Dataset entries
::::::::::

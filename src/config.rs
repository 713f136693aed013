use std::net::{IpAddr, SocketAddr};
use std::path::{Path, PathBuf};

use serde::Deserialize;

use crate::error::ConfigError;

const DEFAULT_LISTEN: &str = "127.0.0.1:8080";

/// Largest request a session buffers before answering 400.
pub const DEFAULT_MAX_REQUEST_BYTES: usize = 1024 * 1024;

/// Server configuration.
///
/// Loaded from YAML when `WEFT_CONFIG` names a file, otherwise defaults.
/// `LISTEN` always wins over the file's `listen_addr`.
#[derive(Debug, Clone, Deserialize)]
#[serde(default)]
pub struct Config {
    pub listen_addr: String,
    /// Where the Logger extension appends entries. No Logger when unset.
    pub log_file: Option<PathBuf>,
    /// Directory served through the Files extension.
    pub public_dir: Option<PathBuf>,
    pub log_filter: String,
    pub max_request_bytes: usize,
}

impl Default for Config {
    fn default() -> Self {
        Self {
            listen_addr: DEFAULT_LISTEN.to_string(),
            log_file: None,
            public_dir: None,
            log_filter: "info".to_string(),
            max_request_bytes: DEFAULT_MAX_REQUEST_BYTES,
        }
    }
}

impl Config {
    pub fn load() -> Result<Self, ConfigError> {
        let mut cfg = match std::env::var("WEFT_CONFIG") {
            Ok(path) => Self::from_file(path)?,
            Err(_) => Self::default(),
        };

        if let Ok(listen) = std::env::var("LISTEN") {
            cfg.listen_addr = listen;
        }

        Ok(cfg)
    }

    pub fn from_file(path: impl AsRef<Path>) -> Result<Self, ConfigError> {
        let path = path.as_ref();
        let text = std::fs::read_to_string(path).map_err(|source| ConfigError::Read {
            path: path.to_path_buf(),
            source,
        })?;
        Self::from_yaml(&text)
    }

    pub fn from_yaml(text: &str) -> Result<Self, ConfigError> {
        Ok(serde_yaml::from_str(text)?)
    }

    /// Splits `listen_addr` into the ip and port a server binds to.
    pub fn socket_addr(&self) -> Result<(IpAddr, u16), ConfigError> {
        let addr: SocketAddr = self
            .listen_addr
            .parse()
            .map_err(|_| ConfigError::InvalidAddress(self.listen_addr.clone()))?;
        Ok((addr.ip(), addr.port()))
    }
}
//! Shorthand constructors for common elements.
//!
//! ```
//! use weft::servable::{Servable, tags::{div, h1}};
//!
//! let page = div("main").child(h1("title").text("Whoa!"));
//! assert_eq!(page.render(), r#"<div id="main"><h1 id="title">Whoa!</h1></div>"#);
//! ```

use super::Component;

macro_rules! tags {
    ($($tag:ident),* $(,)?) => {
        $(
            #[doc = concat!("A `<", stringify!($tag), ">` component.")]
            pub fn $tag(name: impl Into<String>) -> Component {
                Component::new(name, stringify!($tag))
            }
        )*
    };
}

tags!(
    a, body, br, button, div, footer, form, h1, h2, h3, header, hr, img, input, label, li, link, meta,
    p, section, span, ul,
);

::::::::::

▶ **What you will do**
Above are some lines. Repeat exactly, and only, those from the line that has "const DEFAULT_LISTEN: &str" through the line that has "file, otherwise defaults.".

▶ **Answer space**
const DEFAULT_LISTEN: &str = "127.0.0.1:8080";

/// Largest request a session buffers before answering 400.
pub const DEFAULT_MAX_REQUEST_BYTES: usize = 1024 * 1024;

/// Server configuration.
///
/// Loaded from YAML when `WEFT_CONFIG` names a file, otherwise defaults.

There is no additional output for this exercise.